Stories from the Gig Economy


Have you heard of the “Gig Economy”? Even if you have never read that term, you or someone you know may be affected by it. The Gig Economy is a growing trend and it is expected it may become the only way around work in the near future.  But what is it?  Diane Mulcahy, author of “The Gig Economy”  and teacher of the pioneer MBA course of the same name writes: “If we think about the current world of work as an spectrum, with traditional full-time work/career on one end and unemployment on the other end, the broad range and variety of alternative work in between is the “Gig Economy”: it includes consulting and contractor arrangements, part-time jobs, temp assignments, free-lance, self-employment, side gigs and on-demand work through increasingly trendy online platforms such as Upwork and TaskRabbit.”

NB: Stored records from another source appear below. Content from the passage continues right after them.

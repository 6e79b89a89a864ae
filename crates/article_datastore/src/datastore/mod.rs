use std::{future::Future, sync::Arc};

use crate::{ArticleDraft, EditorFeedback, InterviewTranscript, Job, JobId};

pub mod memory;
pub mod postgres;

/// Append-only storage for jobs, transcripts, drafts and editor feedback.
///
/// Implementations must serialise writes for a single job while allowing
/// writes for distinct jobs to proceed concurrently.
pub trait DataStore {
    fn insert_job(&self, job: &Job) -> impl Future<Output = anyhow::Result<()>> + Send;

    fn get_job(&self, job_id: &JobId) -> impl Future<Output = anyhow::Result<Option<Job>>> + Send;

    /// Persists the mutable fields of `job` (status, iteration, outcome flags).
    fn update_job(&self, job: &Job) -> impl Future<Output = anyhow::Result<()>> + Send;

    fn save_transcript(
        &self,
        job_id: &JobId,
        transcript: &InterviewTranscript,
    ) -> impl Future<Output = anyhow::Result<()>> + Send;

    fn get_transcript(
        &self,
        job_id: &JobId,
    ) -> impl Future<Output = anyhow::Result<Option<InterviewTranscript>>> + Send;

    /// Fails if a draft with the same version was already stored for the job.
    fn append_draft(
        &self,
        job_id: &JobId,
        draft: &ArticleDraft,
    ) -> impl Future<Output = anyhow::Result<()>> + Send;

    /// Fails if feedback for the same draft version was already stored for the job.
    fn append_feedback(
        &self,
        job_id: &JobId,
        feedback: &EditorFeedback,
    ) -> impl Future<Output = anyhow::Result<()>> + Send;

    fn latest_draft(
        &self,
        job_id: &JobId,
    ) -> impl Future<Output = anyhow::Result<Option<ArticleDraft>>> + Send;

    fn list_drafts(
        &self,
        job_id: &JobId,
    ) -> impl Future<Output = anyhow::Result<Vec<ArticleDraft>>> + Send;

    fn list_feedback(
        &self,
        job_id: &JobId,
    ) -> impl Future<Output = anyhow::Result<Vec<EditorFeedback>>> + Send;
}

impl<T: DataStore + Send + Sync> DataStore for Arc<T> {
    async fn insert_job(&self, job: &Job) -> anyhow::Result<()> {
        (**self).insert_job(job).await
    }

    async fn get_job(&self, job_id: &JobId) -> anyhow::Result<Option<Job>> {
        (**self).get_job(job_id).await
    }

    async fn update_job(&self, job: &Job) -> anyhow::Result<()> {
        (**self).update_job(job).await
    }

    async fn save_transcript(
        &self,
        job_id: &JobId,
        transcript: &InterviewTranscript,
    ) -> anyhow::Result<()> {
        (**self).save_transcript(job_id, transcript).await
    }

    async fn get_transcript(&self, job_id: &JobId) -> anyhow::Result<Option<InterviewTranscript>> {
        (**self).get_transcript(job_id).await
    }

    async fn append_draft(&self, job_id: &JobId, draft: &ArticleDraft) -> anyhow::Result<()> {
        (**self).append_draft(job_id, draft).await
    }

    async fn append_feedback(
        &self,
        job_id: &JobId,
        feedback: &EditorFeedback,
    ) -> anyhow::Result<()> {
        (**self).append_feedback(job_id, feedback).await
    }

    async fn latest_draft(&self, job_id: &JobId) -> anyhow::Result<Option<ArticleDraft>> {
        (**self).latest_draft(job_id).await
    }

    async fn list_drafts(&self, job_id: &JobId) -> anyhow::Result<Vec<ArticleDraft>> {
        (**self).list_drafts(job_id).await
    }

    async fn list_feedback(&self, job_id: &JobId) -> anyhow::Result<Vec<EditorFeedback>> {
        (**self).list_feedback(job_id).await
    }
}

As a life and career coach also concerned about the state of the planet and society at large, I want to explore both sides of this growing trend. In my everyday work I have seen it happening: more and more employers cut jobs and force existent staff to do the same work previously done by two or three people. Employees are expected to upgrade their skills using their money and time and benefits are being reduced to the minimum, if not scraped all together. Contract work is more and more common and people no longer stay in one career. Where high school was enough 30 or 40 years ago, now even a bachelor degree is not enough. The more affected are the usual vulnerable ones: immigrants and refugees, women, seniors, people with disabilities and the young or under-skilled.

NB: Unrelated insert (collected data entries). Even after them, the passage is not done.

#![allow(dead_code)]

pub mod datastore;
pub mod gateway;
pub mod speech;
use tracing_bunyan_formatter::{BunyanFormattingLayer, JsonStorageLayer};
use tracing_subscriber::{layer::SubscriberExt, EnvFilter, Registry};

/// Installs the global subscriber: `RUST_LOG`-style filtering (default `info`),
/// bunyan JSON lines on stdout, and error events forwarded to Sentry.
pub fn init_tracing_subscriber() -> anyhow::Result<()> {
    let env_filter = EnvFilter::try_from_default_env().unwrap_or_else(|_| EnvFilter::new("info"));
    let formatting_layer = BunyanFormattingLayer::new(env!("CARGO_PKG_NAME").into(), std::io::stdout);

    let subscriber = Registry::default()
        .with(env_filter)
        .with(JsonStorageLayer)
        .with(formatting_layer)
        .with(sentry_tracing::layer());

    tracing::subscriber::set_global_default(subscriber)?;
    Ok(())
}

While these types of work arrangements have existed for decades, they are now becoming the norm: some people go into the Gig Economy looking for freedom from the 9-5 trap that produces boredom, lower productivity and burnout. Some see these types of arrangements as a great opportunity for travelling, learning new skills and having more flexibility around family and other interests. Some see the benefits of having multiple incomes as a safer than a steady income that may stop altogether at any time. Some see this as a curse they want to avoid…

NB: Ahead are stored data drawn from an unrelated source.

use std::{fmt, str::FromStr};

use chrono::{DateTime, Utc};
use itertools::Itertools;
use serde::{Deserialize, Serialize};
use uuid::Uuid;

/// Opaque identifier of one interview-to-article workflow.
#[derive(Debug, Clone, Copy, PartialEq, Eq, Hash, PartialOrd, Ord, Serialize, Deserialize)]
pub struct JobId(Uuid);

impl JobId {
    pub fn new() -> Self {
        Self(Uuid::new_v4())
    }

    pub fn as_uuid(&self) -> Uuid {
        self.0
    }
}

impl Default for JobId {
    fn default() -> Self {
        Self::new()
    }
}

impl From<Uuid> for JobId {
    fn from(value: Uuid) -> Self {
        Self(value)
    }
}

impl fmt::Display for JobId {
    fn fmt(&self, f: &mut fmt::Formatter<'_>) -> fmt::Result {
        write!(f, "{}", self.0)
    }
}

impl FromStr for JobId {
    type Err = uuid::Error;

    fn from_str(s: &str) -> Result<Self, Self::Err> {
        Uuid::parse_str(s).map(Self)
    }
}

#[derive(Debug, Clone, Copy, PartialEq, Eq, Hash, Serialize, Deserialize)]
#[serde(rename_all = "snake_case")]
pub enum JobStatus {
    Pending,
    Interviewing,
    Writing,
    Editing,
    Completed,
    Failed,
}

impl JobStatus {
    pub fn as_str(&self) -> &'static str {
        match self {
            JobStatus::Pending => "pending",
            JobStatus::Interviewing => "interviewing",
            JobStatus::Writing => "writing",
            JobStatus::Editing => "editing",
            JobStatus::Completed => "completed",
            JobStatus::Failed => "failed",
        }
    }

    pub fn is_terminal(&self) -> bool {
        matches!(self, JobStatus::Completed | JobStatus::Failed)
    }

    /// Whether moving from `self` to `next` respects the lifecycle order
    /// `pending → interviewing → writing → editing → {writing | completed | failed}`.
    ///
    /// `failed` is reachable from any non-terminal status. Re-entering the
    /// current status is not a transition.
    pub fn can_transition_to(&self, next: JobStatus) -> bool {
        use JobStatus::*;

        match (self, next) {
            (from, Failed) => !from.is_terminal(),
            (Pending, Interviewing) => true,
            (Interviewing, Writing) => true,
            (Writing, Editing) => true,
            (Editing, Writing) | (Editing, Completed) => true,
            _ => false,
        }
    }
}

impl fmt::Display for JobStatus {
    fn fmt(&self, f: &mut fmt::Formatter<'_>) -> fmt::Result {
        f.write_str(self.as_str())
    }
}

#[derive(Debug, PartialEq, Eq)]
pub struct UnknownJobStatus(pub String);

impl fmt::Display for UnknownJobStatus {
    fn fmt(&self, f: &mut fmt::Formatter<'_>) -> fmt::Result {
        write!(f, "unknown job status: {}", self.0)
    }
}

impl std::error::Error for UnknownJobStatus {}

impl FromStr for JobStatus {
    type Err = UnknownJobStatus;

    fn from_str(s: &str) -> Result<Self, Self::Err> {
        match s {
            "pending" => Ok(JobStatus::Pending),
            "interviewing" => Ok(JobStatus::Interviewing),
            "writing" => Ok(JobStatus::Writing),
            "editing" => Ok(JobStatus::Editing),
            "completed" => Ok(JobStatus::Completed),
            "failed" => Ok(JobStatus::Failed),
            other => Err(UnknownJobStatus(other.to_string())),
        }
    }
}

#[derive(Debug, Clone, PartialEq, Serialize, Deserialize)]
pub struct Job {
    pub id: JobId,
    pub topic: String,
    pub target_audience: String,
    pub status: JobStatus,
    /// Current Writer iteration. While `writing`, the draft with this version
    /// is still being produced.
    pub iteration: u32,
    pub max_iterations_exceeded: bool,
    pub partial_transcript: bool,
    pub failure_reason: Option<String>,
    pub created_at: DateTime<Utc>,
    pub updated_at: DateTime<Utc>,
}

impl Job {
    pub fn new(topic: impl Into<String>, target_audience: impl Into<String>) -> Self {
        let now = Utc::now();
        Job {
            id: JobId::new(),
            topic: topic.into(),
            target_audience: target_audience.into(),
            status: JobStatus::Pending,
            iteration: 0,
            max_iterations_exceeded: false,
            partial_transcript: false,
            failure_reason: None,
            created_at: now,
            updated_at: now,
        }
    }
}

#[derive(Debug, Clone, Copy, PartialEq, Eq, Hash, Serialize, Deserialize)]
#[serde(rename_all = "snake_case")]
pub enum Speaker {
    Interviewer,
    Subject,
}

impl Speaker {
    pub fn as_str(&self) -> &'static str {
        match self {
            Speaker::Interviewer => "interviewer",
            Speaker::Subject => "subject",
        }
    }
}

impl fmt::Display for Speaker {
    fn fmt(&self, f: &mut fmt::Formatter<'_>) -> fmt::Result {
        f.write_str(self.as_str())
    }
}

impl FromStr for Speaker {
    type Err = String;

    fn from_str(s: &str) -> Result<Self, Self::Err> {
        match s {
            "interviewer" => Ok(Speaker::Interviewer),
            "subject" => Ok(Speaker::Subject),
            other => Err(format!("unknown speaker: {other}")),
        }
    }
}

#[derive(Debug, Clone, PartialEq, Eq, Serialize, Deserialize)]
pub struct InterviewMessage {
    pub speaker: Speaker,
    pub text: String,
    pub sequence: u32,
}

/// Ordered conversation between the interviewer and the subject.
#[derive(Debug, Clone, Default, PartialEq, Eq, Serialize, Deserialize)]
pub struct InterviewTranscript {
    pub messages: Vec<InterviewMessage>,
    /// Set when the interview ended before it was concluded (e.g. connection loss).
    #[serde(default)]
    pub partial: bool,
}

impl InterviewTranscript {
    pub fn new() -> Self {
        Self::default()
    }

    /// Builds a transcript from whole turns, numbering them in order.
    pub fn from_turns<I, S>(turns: I) -> Self
    where
        I: IntoIterator<Item = (Speaker, S)>,
        S: Into<String>,
    {
        let mut transcript = Self::new();
        for (speaker, text) in turns {
            transcript.push(speaker, text);
        }
        transcript
    }

    /// Appends a message with the next sequence index and returns it.
    pub fn push(&mut self, speaker: Speaker, text: impl Into<String>) -> &InterviewMessage {
        let sequence = self
            .messages
            .last()
            .map(|m| m.sequence + 1)
            .unwrap_or(0);
        self.messages.push(InterviewMessage {
            speaker,
            text: text.into(),
            sequence,
        });
        &self.messages[self.messages.len() - 1]
    }

    pub fn is_empty(&self) -> bool {
        self.messages.is_empty()
    }

    pub fn len(&self) -> usize {
        self.messages.len()
    }

    /// Whether sequence indices strictly increase from message to message.
    pub fn is_well_ordered(&self) -> bool {
        self.messages
            .iter()
            .tuple_windows()
            .all(|(a, b)| a.sequence < b.sequence)
    }

    pub fn count_by(&self, speaker: Speaker) -> usize {
        self.messages.iter().filter(|m| m.speaker == speaker).count()
    }
}

#[derive(Debug, Clone, PartialEq, Eq, Serialize, Deserialize)]
pub struct ArticleDraft {
    pub title: String,
    pub content: String,
    pub version: u32,
}

#[derive(Debug, Clone, PartialEq, Eq, Serialize, Deserialize)]
pub struct EditorFeedback {
    pub is_approved: bool,
    pub critiques: Vec<String>,
    pub draft_version: u32,
}

#[cfg(test)]
mod tests {
    use super::*;

    #[test]
    fn test_status_order_is_monotonic() {
        use JobStatus::*;

        assert!(Pending.can_transition_to(Interviewing));
        assert!(Interviewing.can_transition_to(Writing));
        assert!(Writing.can_transition_to(Editing));
        assert!(Editing.can_transition_to(Writing));
        assert!(Editing.can_transition_to(Completed));

        assert!(!Pending.can_transition_to(Writing));
        assert!(!Interviewing.can_transition_to(Editing));
        assert!(!Writing.can_transition_to(Completed));
        assert!(!Completed.can_transition_to(Writing));
        assert!(!Editing.can_transition_to(Editing));
    }

    #[test]
    fn test_failed_reachable_only_from_active_states() {
        use JobStatus::*;

        for status in [Pending, Interviewing, Writing, Editing] {
            assert!(status.can_transition_to(Failed), "{status} -> failed");
        }
        assert!(!Completed.can_transition_to(Failed));
        assert!(!Failed.can_transition_to(Failed));
    }

    #[test]
    fn test_status_round_trips_through_str() {
        for status in [
            JobStatus::Pending,
            JobStatus::Interviewing,
            JobStatus::Writing,
            JobStatus::Editing,
            JobStatus::Completed,
            JobStatus::Failed,
        ] {
            assert_eq!(status.as_str().parse::<JobStatus>(), Ok(status));
        }
        assert!("archived".parse::<JobStatus>().is_err());
    }

    #[test]
    fn test_transcript_push_assigns_increasing_sequence() {
        let mut transcript = InterviewTranscript::new();
        transcript.push(Speaker::Interviewer, "Why does this matter?");
        transcript.push(Speaker::Subject, "Because it affects everyone.");
        transcript.push(Speaker::Interviewer, "Go on.");

        let sequences: Vec<u32> = transcript.messages.iter().map(|m| m.sequence).collect();
        assert_eq!(sequences, vec![0, 1, 2]);
        assert_eq!(transcript.count_by(Speaker::Interviewer), 2);
    }

    #[test]
    fn test_transcript_ordering_check() {
        let mut transcript = InterviewTranscript::from_turns([
            (Speaker::Interviewer, "Why?"),
            (Speaker::Subject, "Because."),
        ]);
        assert!(transcript.is_well_ordered());
        assert!(InterviewTranscript::new().is_well_ordered());

        transcript.messages[1].sequence = 0;
        assert!(!transcript.is_well_ordered());
    }

    #[test]
    fn test_transcript_deserializes_without_partial_flag() {
        let json = r#"{"messages":[{"speaker":"subject","text":"hi","sequence":0}]}"#;
        let transcript: InterviewTranscript = serde_json::from_str(json).unwrap();
        assert!(!transcript.partial);
        assert_eq!(transcript.messages[0].speaker, Speaker::Subject);
    }
}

The Gig Economy has pros and cons: for employers, it is a way to hire people just when they need them and save money that they would otherwise have to pay on benefits, vacation and idle employees. For workers and professionals, it means the end of “stability” and a “career” as traditionally known. On the other hand, it represents an opportunity to be more in control of your budget, time and skills and more flexibility to be with your family, travel, learn and engage in new projects. It is for sure an antidote to boredom and 9-5 jobs, but it means you need ti generate other incomes, be creative about your time and constantly update your skills (all at your own expense).

Next year, I will be presenting this topic at a BCCDA Conference and writing some articles on this. I see the potential for social entrepreneurship, re-localizing the economy and regaining control over people’s true resilience, but I’m also concerned about the reality of exploitation, abuse and a way back to times when people had to fight for their workers’ rights.

For this reason, I want to collect stories from real people who have been impacted by the Gig Economy: was it something you sought or were forced by circumstances? How has been it for you and your family? What have been the challenges and the opportunities? What kind of supports do you need for it to work? Do you see it as an opportunity to re-think work and how we do business and if so, how do you think this may impact the social construct of our communities and the planet?

If you are also engaged in Transition, Permaculture or any other way of regenerative work, social or resilience/healing work, I am interested in how this connects with what you do…where do you see the potential?